▸ **BRIEF**
Only the number is wanted: state how many lines of the data below contain the word "FAILURE".

▸ **RECORDS SHOWN**
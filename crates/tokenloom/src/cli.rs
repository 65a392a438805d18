//! Command-line definition.

use std::path::PathBuf;

use clap::{Args, Parser, Subcommand, ValueEnum};

/// Build CSS cascade layers and JSON catalogs from design token files.
#[derive(Debug, Parser)]
#[command(name = "tokenloom")]
#[command(about = "Build CSS cascade layers and JSON catalogs from design token files")]
pub struct Cli {
    /// Show debug logging (overrides RUST_LOG)
    #[arg(short, long, global = true)]
    pub verbose: bool,

    /// Configuration file (default: tokenloom.yaml in the first source directory)
    #[arg(long, global = true, value_name = "FILE")]
    pub config: Option<PathBuf>,

    #[command(subcommand)]
    pub command: Command,
}

#[derive(Debug, Subcommand)]
pub enum Command {
    /// Scaffold a starter token project
    Init(InitArgs),

    /// Check token files and report every problem
    Validate(ValidateArgs),

    /// Validate, then write the stylesheet or catalog
    Build(BuildArgs),

    /// Find tokens by path, value or description
    Search(SearchArgs),

    /// Print the version
    Version,
}

#[derive(Debug, Args)]
pub struct InitArgs {
    /// Directory to scaffold into
    #[arg(default_value = ".")]
    pub dir: PathBuf,
}

#[derive(Debug, Args)]
pub struct ValidateArgs {
    /// Token source directories
    pub dirs: Vec<PathBuf>,

    /// Enforce $layer alias rules
    #[arg(long)]
    pub strict_layers: bool,
}

#[derive(Debug, Clone, Copy, PartialEq, Eq, ValueEnum)]
pub enum Format {
    /// CSS cascade layers for a utility-class framework
    Tailwind,
    /// JSON catalog of tokens, components and themes
    Catalog,
}

#[derive(Debug, Args)]
pub struct BuildArgs {
    /// Token source directories
    pub dirs: Vec<PathBuf>,

    /// Output format
    #[arg(long, value_enum, default_value_t = Format::Tailwind)]
    pub format: Format,

    /// Directory to write into (stdout when omitted)
    #[arg(short, long, value_name = "DIR")]
    pub output: Option<PathBuf>,

    /// Include descriptions, usage notes and sources in the catalog
    #[arg(long)]
    pub rich: bool,

    /// Restrict the catalog to one top-level group
    #[arg(long)]
    pub category: Option<String>,

    /// Enforce $layer alias rules
    #[arg(long)]
    pub strict_layers: bool,
}

#[derive(Debug, Args)]
pub struct SearchArgs {
    /// Substring, or /regex/
    pub query: Option<String>,

    /// Only tokens of this $type
    #[arg(long = "type", value_name = "TYPE")]
    pub token_type: Option<String>,

    /// Only tokens under this top-level group
    #[arg(long)]
    pub category: Option<String>,

    /// Token source directory
    #[arg(long)]
    pub dir: Option<PathBuf>,
}

#[cfg(test)]
mod tests {
    use super::*;
    use clap::CommandFactory;

    #[test]
    fn test_cli_definition_is_valid() {
        Cli::command().debug_assert();
    }

    #[test]
    fn test_build_defaults() {
        let cli = Cli::try_parse_from(["tokenloom", "build"]).unwrap();
        match cli.command {
            Command::Build(args) => {
                assert_eq!(args.format, Format::Tailwind);
                assert!(args.dirs.is_empty());
                assert!(args.output.is_none());
            }
            other => panic!("unexpected command {:?}", other),
        }
    }

    #[test]
    fn test_global_flags_after_subcommand() {
        let cli = Cli::try_parse_from([
            "tokenloom",
            "search",
            "blue",
            "--type",
            "color",
            "--verbose",
            "--config",
            "custom.yaml",
        ])
        .unwrap();
        assert!(cli.verbose);
        assert_eq!(cli.config, Some(PathBuf::from("custom.yaml")));
        match cli.command {
            Command::Search(args) => {
                assert_eq!(args.query.as_deref(), Some("blue"));
                assert_eq!(args.token_type.as_deref(), Some("color"));
            }
            other => panic!("unexpected command {:?}", other),
        }
    }
}
//! Artifact extraction from dictionaries and resolved maps.
//!
//! Each extractor produces plain data consumed by the CSS emitter and the
//! catalog:
//!
//! - [`component`]: component classes, variants, sizes, states, container overrides
//! - [`property`]: `@property` registrations
//! - [`responsive`]: breakpoints and per-breakpoint token overrides
//! - [`keyframes`]: `@keyframes` definitions

pub mod component;
pub mod keyframes;
pub mod property;
pub mod responsive;

pub use component::{extract_components, ComponentDefinition, ComponentPart, ContainerOverride, Rule};
pub use keyframes::{extract_keyframes, Keyframe, KeyframeDefinition};
pub use property::{extract_properties, PropertyToken};
pub use responsive::{extract_responsive, Breakpoint, ResponsiveToken};
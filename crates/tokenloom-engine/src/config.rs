//! Project configuration.
//!
//! An optional `tokenloom.yaml` next to the token sources:
//!
//! ```yaml
//! sources: [tokens]
//! suffixes: [.tokens.json, .json]
//! default_theme: light
//! strict_layers: false
//! allow_theme_additions: false
//! output:
//!   dir: dist
//!   css_file: tokens.css
//!   catalog_file: catalog.json
//! catalog:
//!   rich: true
//!   category: color
//! ```
//!
//! Every field is optional. A missing file means defaults.

use std::fs;
use std::path::{Path, PathBuf};

use serde::{Deserialize, Serialize};

use crate::error::ConfigError;
use crate::loader::{Loader, DEFAULT_SUFFIXES};
use crate::validate::ValidationOptions;

/// File name looked up by [`Config::discover`].
pub const CONFIG_FILE: &str = "tokenloom.yaml";

/// Source directory used when neither the command line nor the config name one.
pub const DEFAULT_SOURCE_DIR: &str = "tokens";

#[derive(Debug, Clone, PartialEq, Eq, Serialize, Deserialize)]
#[serde(default)]
pub struct Config {
    /// Token roots, relative to the config file's directory.
    #[serde(skip_serializing_if = "Vec::is_empty")]
    pub sources: Vec<PathBuf>,
    pub suffixes: Vec<String>,
    pub default_theme: String,
    pub strict_layers: bool,
    pub allow_theme_additions: bool,
    pub output: OutputConfig,
    pub catalog: CatalogConfig,
}

#[derive(Debug, Clone, PartialEq, Eq, Serialize, Deserialize)]
#[serde(default)]
pub struct OutputConfig {
    #[serde(skip_serializing_if = "Option::is_none")]
    pub dir: Option<PathBuf>,
    pub css_file: String,
    pub catalog_file: String,
}

#[derive(Debug, Clone, Default, PartialEq, Eq, Serialize, Deserialize)]
#[serde(default)]
pub struct CatalogConfig {
    pub rich: bool,
    #[serde(skip_serializing_if = "Option::is_none")]
    pub category: Option<String>,
}

impl Default for Config {
    fn default() -> Self {
        Self {
            sources: Vec::new(),
            suffixes: DEFAULT_SUFFIXES.iter().map(|s| s.to_string()).collect(),
            default_theme: "light".to_string(),
            strict_layers: false,
            allow_theme_additions: false,
            output: OutputConfig::default(),
            catalog: CatalogConfig::default(),
        }
    }
}

impl Default for OutputConfig {
    fn default() -> Self {
        Self {
            dir: None,
            css_file: "tokens.css".to_string(),
            catalog_file: "catalog.json".to_string(),
        }
    }
}

impl Config {
    /// Reads and parses `path`.
    pub fn load(path: &Path) -> Result<Self, ConfigError> {
        let text = fs::read_to_string(path).map_err(|source| ConfigError::Io {
            path: path.to_path_buf(),
            source,
        })?;
        Self::parse(&text, path)
    }

    fn parse(text: &str, path: &Path) -> Result<Self, ConfigError> {
        if text.trim().is_empty() {
            return Ok(Self::default());
        }
        serde_yaml::from_str(text).map_err(|source| ConfigError::Parse {
            path: path.to_path_buf(),
            source,
        })
    }

    /// Loads `<dir>/tokenloom.yaml`, or defaults when there is none.
    pub fn discover(dir: &Path) -> Result<Self, ConfigError> {
        let path = dir.join(CONFIG_FILE);
        if path.is_file() {
            tracing::debug!(path = %path.display(), "loading config");
            Self::load(&path)
        } else {
            Ok(Self::default())
        }
    }

    /// Source roots resolved against `base_dir`.
    ///
    /// With no configured sources this is `<base_dir>/tokens` when that
    /// directory exists, otherwise `base_dir` itself.
    pub fn source_roots(&self, base_dir: &Path) -> Vec<PathBuf> {
        if !self.sources.is_empty() {
            return self.sources.iter().map(|s| base_dir.join(s)).collect();
        }
        let tokens = base_dir.join(DEFAULT_SOURCE_DIR);
        if tokens.is_dir() {
            vec![tokens]
        } else {
            vec![base_dir.to_path_buf()]
        }
    }

    pub fn loader(&self) -> Loader {
        Loader::new(self.suffixes.iter().cloned())
    }

    pub fn validation_options(&self) -> ValidationOptions {
        ValidationOptions {
            strict_layers: self.strict_layers,
            allow_theme_additions: self.allow_theme_additions,
        }
    }

    /// Renders the config as YAML.
    pub fn to_yaml(&self) -> Result<String, serde_yaml::Error> {
        serde_yaml::to_string(self)
    }
}
use std::path::PathBuf;
use std::process::ExitCode;

use anyhow::{Context, Result};
use console::style;
use tokenloom_engine::{Query, SearchFilters, TokenError, TracingSink};

use super::{load_or_report, Workspace};
use crate::cli::{Cli, SearchArgs};
use crate::report;

pub fn run(cli: &Cli, args: &SearchArgs) -> Result<ExitCode> {
    let query = args
        .query
        .as_deref()
        .map(Query::parse)
        .transpose()
        .context("invalid search pattern")?;

    let dirs: Vec<PathBuf> = args.dir.iter().cloned().collect();
    let workspace = Workspace::open(&dirs, cli.config.as_deref())?;
    let Some(project) = load_or_report(&workspace)? else {
        return Ok(ExitCode::FAILURE);
    };

    let compiled = match project.compile(&mut TracingSink) {
        Ok(compiled) => compiled,
        Err(TokenError::Validation { diagnostics, .. }) => {
            report::print_all(diagnostics.iter().filter(|d| d.is_error()));
            return Ok(ExitCode::FAILURE);
        }
        Err(err) => return Err(err).context("search failed"),
    };

    let filters = SearchFilters {
        token_type: args.token_type.clone(),
        category: args.category.clone(),
    };
    let hits = compiled.search(query.as_ref(), &filters);
    if hits.is_empty() {
        eprintln!("no matching tokens");
        return Ok(ExitCode::SUCCESS);
    }

    let width = hits.iter().map(|hit| hit.path.len()).max().unwrap_or(0);
    for hit in &hits {
        let mut line = format!("{:width$}  {}", hit.path, hit.css_value, width = width);
        if let Some(token_type) = &hit.token_type {
            line.push_str(&format!("  {}", style(format!("({})", token_type)).dim()));
        }
        if let Some(description) = &hit.description {
            line.push_str(&format!("  {}", style(description).italic()));
        }
        println!("{}", line);
    }
    Ok(ExitCode::SUCCESS)
}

▸ **ANSWER AREA**
2